*** ENTRIES SUPPLIED ***

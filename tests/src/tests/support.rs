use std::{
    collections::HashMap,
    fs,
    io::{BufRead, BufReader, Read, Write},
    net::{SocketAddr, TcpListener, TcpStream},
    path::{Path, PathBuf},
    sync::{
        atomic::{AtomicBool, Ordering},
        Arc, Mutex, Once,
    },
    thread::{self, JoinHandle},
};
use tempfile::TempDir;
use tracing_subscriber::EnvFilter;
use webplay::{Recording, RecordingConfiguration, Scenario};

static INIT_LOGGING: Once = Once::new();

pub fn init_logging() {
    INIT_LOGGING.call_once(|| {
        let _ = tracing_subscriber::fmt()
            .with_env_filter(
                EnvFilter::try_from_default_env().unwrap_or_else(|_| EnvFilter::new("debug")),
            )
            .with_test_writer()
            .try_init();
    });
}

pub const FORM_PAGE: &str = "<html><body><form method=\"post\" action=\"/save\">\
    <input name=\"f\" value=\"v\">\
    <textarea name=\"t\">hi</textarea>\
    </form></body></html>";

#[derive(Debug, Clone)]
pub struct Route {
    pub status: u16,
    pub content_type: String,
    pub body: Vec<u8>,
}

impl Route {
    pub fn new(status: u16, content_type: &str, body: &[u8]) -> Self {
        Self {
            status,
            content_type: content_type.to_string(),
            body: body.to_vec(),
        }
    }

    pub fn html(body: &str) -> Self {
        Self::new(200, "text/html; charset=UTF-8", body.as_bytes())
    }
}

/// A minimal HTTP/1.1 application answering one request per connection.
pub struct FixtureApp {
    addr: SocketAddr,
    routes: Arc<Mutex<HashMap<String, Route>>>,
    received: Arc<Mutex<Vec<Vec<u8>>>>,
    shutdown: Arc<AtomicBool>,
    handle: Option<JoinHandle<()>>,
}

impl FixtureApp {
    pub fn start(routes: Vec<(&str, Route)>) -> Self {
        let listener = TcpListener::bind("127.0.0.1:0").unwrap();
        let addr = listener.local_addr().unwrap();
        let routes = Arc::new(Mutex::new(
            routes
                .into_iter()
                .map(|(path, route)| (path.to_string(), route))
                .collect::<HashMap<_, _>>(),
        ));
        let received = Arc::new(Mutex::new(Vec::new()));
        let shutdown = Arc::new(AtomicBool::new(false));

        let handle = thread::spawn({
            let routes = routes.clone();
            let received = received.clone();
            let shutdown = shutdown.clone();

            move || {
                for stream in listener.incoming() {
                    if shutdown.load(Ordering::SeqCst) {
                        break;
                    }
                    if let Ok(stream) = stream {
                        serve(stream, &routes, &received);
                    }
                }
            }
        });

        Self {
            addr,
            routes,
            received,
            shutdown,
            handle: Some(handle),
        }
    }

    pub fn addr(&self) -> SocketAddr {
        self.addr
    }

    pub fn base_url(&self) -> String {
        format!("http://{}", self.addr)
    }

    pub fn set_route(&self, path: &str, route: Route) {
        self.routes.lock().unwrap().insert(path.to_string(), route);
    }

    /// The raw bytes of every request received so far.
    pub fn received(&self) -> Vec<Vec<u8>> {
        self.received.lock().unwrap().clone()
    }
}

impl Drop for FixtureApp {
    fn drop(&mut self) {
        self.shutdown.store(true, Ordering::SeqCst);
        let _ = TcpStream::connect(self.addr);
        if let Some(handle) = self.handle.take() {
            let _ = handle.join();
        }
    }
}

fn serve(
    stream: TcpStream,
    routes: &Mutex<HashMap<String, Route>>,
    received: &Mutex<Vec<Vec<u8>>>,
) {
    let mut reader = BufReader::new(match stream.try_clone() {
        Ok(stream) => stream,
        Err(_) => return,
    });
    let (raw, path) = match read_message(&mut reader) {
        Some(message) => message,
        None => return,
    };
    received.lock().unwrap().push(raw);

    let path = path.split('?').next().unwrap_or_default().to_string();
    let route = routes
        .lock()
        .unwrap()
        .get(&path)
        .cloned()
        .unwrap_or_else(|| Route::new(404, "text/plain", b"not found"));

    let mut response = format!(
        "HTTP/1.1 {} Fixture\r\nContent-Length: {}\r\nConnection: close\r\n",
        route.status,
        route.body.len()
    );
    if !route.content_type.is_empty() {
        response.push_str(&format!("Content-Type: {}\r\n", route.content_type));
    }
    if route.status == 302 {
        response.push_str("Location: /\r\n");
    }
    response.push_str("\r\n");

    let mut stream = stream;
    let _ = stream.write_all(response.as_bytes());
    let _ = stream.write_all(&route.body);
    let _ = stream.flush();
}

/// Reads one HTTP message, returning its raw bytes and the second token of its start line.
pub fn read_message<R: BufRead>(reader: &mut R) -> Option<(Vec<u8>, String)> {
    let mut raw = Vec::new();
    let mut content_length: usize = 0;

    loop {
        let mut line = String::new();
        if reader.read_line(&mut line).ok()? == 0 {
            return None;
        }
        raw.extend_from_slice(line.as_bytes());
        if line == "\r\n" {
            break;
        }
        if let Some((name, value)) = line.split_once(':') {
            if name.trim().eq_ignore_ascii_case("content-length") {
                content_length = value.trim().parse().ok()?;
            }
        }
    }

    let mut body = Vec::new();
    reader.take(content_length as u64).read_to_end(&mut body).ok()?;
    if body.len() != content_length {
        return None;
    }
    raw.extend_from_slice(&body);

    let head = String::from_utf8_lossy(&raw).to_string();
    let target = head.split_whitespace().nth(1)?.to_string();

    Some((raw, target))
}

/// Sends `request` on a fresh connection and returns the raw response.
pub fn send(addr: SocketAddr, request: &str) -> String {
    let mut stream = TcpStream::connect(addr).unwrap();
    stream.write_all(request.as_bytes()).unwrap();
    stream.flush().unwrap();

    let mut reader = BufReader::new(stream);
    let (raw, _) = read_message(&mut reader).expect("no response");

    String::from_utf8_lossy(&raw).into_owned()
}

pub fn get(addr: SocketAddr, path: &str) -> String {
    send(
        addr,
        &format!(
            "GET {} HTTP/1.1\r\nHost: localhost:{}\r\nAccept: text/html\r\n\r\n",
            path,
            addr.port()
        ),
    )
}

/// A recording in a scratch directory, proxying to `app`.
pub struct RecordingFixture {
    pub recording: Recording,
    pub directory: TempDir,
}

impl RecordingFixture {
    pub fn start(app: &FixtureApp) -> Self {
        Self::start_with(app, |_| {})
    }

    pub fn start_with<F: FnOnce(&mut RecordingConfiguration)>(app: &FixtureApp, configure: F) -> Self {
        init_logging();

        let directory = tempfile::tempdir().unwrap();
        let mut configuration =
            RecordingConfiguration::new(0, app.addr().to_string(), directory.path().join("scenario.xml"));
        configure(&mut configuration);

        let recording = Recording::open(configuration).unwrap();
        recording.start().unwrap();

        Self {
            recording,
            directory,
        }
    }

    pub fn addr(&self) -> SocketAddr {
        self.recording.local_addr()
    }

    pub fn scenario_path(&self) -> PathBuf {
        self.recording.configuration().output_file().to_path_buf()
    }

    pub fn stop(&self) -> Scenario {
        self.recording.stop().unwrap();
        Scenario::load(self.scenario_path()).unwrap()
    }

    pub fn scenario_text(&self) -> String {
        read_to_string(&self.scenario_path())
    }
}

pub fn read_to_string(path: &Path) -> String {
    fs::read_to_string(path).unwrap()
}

*** End of ENTRIES SUPPLIED ***

Print all of the entries again, exactly as written.

> _SOLUTION TO THIS EXERCISE_
filename tests/src/tests/support.rs
use std::{
    collections::HashMap,
    fs,
    io::{BufRead, BufReader, Read, Write},
    net::{SocketAddr, TcpListener, TcpStream},
    path::{Path, PathBuf},
    sync::{
        atomic::{AtomicBool, Ordering},
        Arc, Mutex, Once,
    },
    thread::{self, JoinHandle},
};
use tempfile::TempDir;
use tracing_subscriber::EnvFilter;
use webplay::{Recording, RecordingConfiguration, Scenario};

static INIT_LOGGING: Once = Once::new();

pub fn init_logging() {
    INIT_LOGGING.call_once(|| {
        let _ = tracing_subscriber::fmt()
            .with_env_filter(
                EnvFilter::try_from_default_env().unwrap_or_else(|_| EnvFilter::new("debug")),
            )
            .with_test_writer()
            .try_init();
    });
}

pub const FORM_PAGE: &str = "<html><body><form method=\"post\" action=\"/save\">\
    <input name=\"f\" value=\"v\">\
    <textarea name=\"t\">hi</textarea>\
    </form></body></html>";

#[derive(Debug, Clone)]
pub struct Route {
    pub status: u16,
    pub content_type: String,
    pub body: Vec<u8>,
}

impl Route {
    pub fn new(status: u16, content_type: &str, body: &[u8]) -> Self {
        Self {
            status,
            content_type: content_type.to_string(),
            body: body.to_vec(),
        }
    }

    pub fn html(body: &str) -> Self {
        Self::new(200, "text/html; charset=UTF-8", body.as_bytes())
    }
}

/// A minimal HTTP/1.1 application answering one request per connection.
pub struct FixtureApp {
    addr: SocketAddr,
    routes: Arc<Mutex<HashMap<String, Route>>>,
    received: Arc<Mutex<Vec<Vec<u8>>>>,
    shutdown: Arc<AtomicBool>,
    handle: Option<JoinHandle<()>>,
}

impl FixtureApp {
    pub fn start(routes: Vec<(&str, Route)>) -> Self {
        let listener = TcpListener::bind("127.0.0.1:0").unwrap();
        let addr = listener.local_addr().unwrap();
        let routes = Arc::new(Mutex::new(
            routes
                .into_iter()
                .map(|(path, route)| (path.to_string(), route))
                .collect::<HashMap<_, _>>(),
        ));
        let received = Arc::new(Mutex::new(Vec::new()));
        let shutdown = Arc::new(AtomicBool::new(false));

        let handle = thread::spawn({
            let routes = routes.clone();
            let received = received.clone();
            let shutdown = shutdown.clone();

            move || {
                for stream in listener.incoming() {
                    if shutdown.load(Ordering::SeqCst) {
                        break;
                    }
                    if let Ok(stream) = stream {
                        serve(stream, &routes, &received);
                    }
                }
            }
        });

        Self {
            addr,
            routes,
            received,
            shutdown,
            handle: Some(handle),
        }
    }

    pub fn addr(&self) -> SocketAddr {
        self.addr
    }

    pub fn base_url(&self) -> String {
        format!("http://{}", self.addr)
    }

    pub fn set_route(&self, path: &str, route: Route) {
        self.routes.lock().unwrap().insert(path.to_string(), route);
    }

    /// The raw bytes of every request received so far.
    pub fn received(&self) -> Vec<Vec<u8>> {
        self.received.lock().unwrap().clone()
    }
}

impl Drop for FixtureApp {
    fn drop(&mut self) {
        self.shutdown.store(true, Ordering::SeqCst);
        let _ = TcpStream::connect(self.addr);
        if let Some(handle) = self.handle.take() {
            let _ = handle.join();
        }
    }
}

fn serve(
    stream: TcpStream,
    routes: &Mutex<HashMap<String, Route>>,
    received: &Mutex<Vec<Vec<u8>>>,
) {
    let mut reader = BufReader::new(match stream.try_clone() {
        Ok(stream) => stream,
        Err(_) => return,
    });
    let (raw, path) = match read_message(&mut reader) {
        Some(message) => message,
        None => return,
    };
    received.lock().unwrap().push(raw);

    let path = path.split('?').next().unwrap_or_default().to_string();
    let route = routes
        .lock()
        .unwrap()
        .get(&path)
        .cloned()
        .unwrap_or_else(|| Route::new(404, "text/plain", b"not found"));

    let mut response = format!(
        "HTTP/1.1 {} Fixture\r\nContent-Length: {}\r\nConnection: close\r\n",
        route.status,
        route.body.len()
    );
    if !route.content_type.is_empty() {
        response.push_str(&format!("Content-Type: {}\r\n", route.content_type));
    }
    if route.status == 302 {
        response.push_str("Location: /\r\n");
    }
    response.push_str("\r\n");

    let mut stream = stream;
    let _ = stream.write_all(response.as_bytes());
    let _ = stream.write_all(&route.body);
    let _ = stream.flush();
}

/// Reads one HTTP message, returning its raw bytes and the second token of its start line.
pub fn read_message<R: BufRead>(reader: &mut R) -> Option<(Vec<u8>, String)> {
    let mut raw = Vec::new();
    let mut content_length: usize = 0;

    loop {
        let mut line = String::new();
        if reader.read_line(&mut line).ok()? == 0 {
            return None;
        }
        raw.extend_from_slice(line.as_bytes());
        if line == "\r\n" {
            break;
        }
        if let Some((name, value)) = line.split_once(':') {
            if name.trim().eq_ignore_ascii_case("content-length") {
                content_length = value.trim().parse().ok()?;
            }
        }
    }

    let mut body = Vec::new();
    reader.take(content_length as u64).read_to_end(&mut body).ok()?;
    if body.len() != content_length {
        return None;
    }
    raw.extend_from_slice(&body);

    let head = String::from_utf8_lossy(&raw).to_string();
    let target = head.split_whitespace().nth(1)?.to_string();

    Some((raw, target))
}

/// Sends `request` on a fresh connection and returns the raw response.
pub fn send(addr: SocketAddr, request: &str) -> String {
    let mut stream = TcpStream::connect(addr).unwrap();
    stream.write_all(request.as_bytes()).unwrap();
    stream.flush().unwrap();

    let mut reader = BufReader::new(stream);
    let (raw, _) = read_message(&mut reader).expect("no response");

    String::from_utf8_lossy(&raw).into_owned()
}

pub fn get(addr: SocketAddr, path: &str) -> String {
    send(
        addr,
        &format!(
            "GET {} HTTP/1.1\r\nHost: localhost:{}\r\nAccept: text/html\r\n\r\n",
            path,
            addr.port()
        ),
    )
}

/// A recording in a scratch directory, proxying to `app`.
pub struct RecordingFixture {
    pub recording: Recording,
    pub directory: TempDir,
}

impl RecordingFixture {
    pub fn start(app: &FixtureApp) -> Self {
        Self::start_with(app, |_| {})
    }

    pub fn start_with<F: FnOnce(&mut RecordingConfiguration)>(app: &FixtureApp, configure: F) -> Self {
        init_logging();

        let directory = tempfile::tempdir().unwrap();
        let mut configuration =
            RecordingConfiguration::new(0, app.addr().to_string(), directory.path().join("scenario.xml"));
        configure(&mut configuration);

        let recording = Recording::open(configuration).unwrap();
        recording.start().unwrap();

        Self {
            recording,
            directory,
        }
    }

    pub fn addr(&self) -> SocketAddr {
        self.recording.local_addr()
    }

    pub fn scenario_path(&self) -> PathBuf {
        self.recording.configuration().output_file().to_path_buf()
    }

    pub fn stop(&self) -> Scenario {
        self.recording.stop().unwrap();
        Scenario::load(self.scenario_path()).unwrap()
    }

    pub fn scenario_text(&self) -> String {
        read_to_string(&self.scenario_path())
    }
}

pub fn read_to_string(path: &Path) -> String {
    fs::read_to_string(path).unwrap()
}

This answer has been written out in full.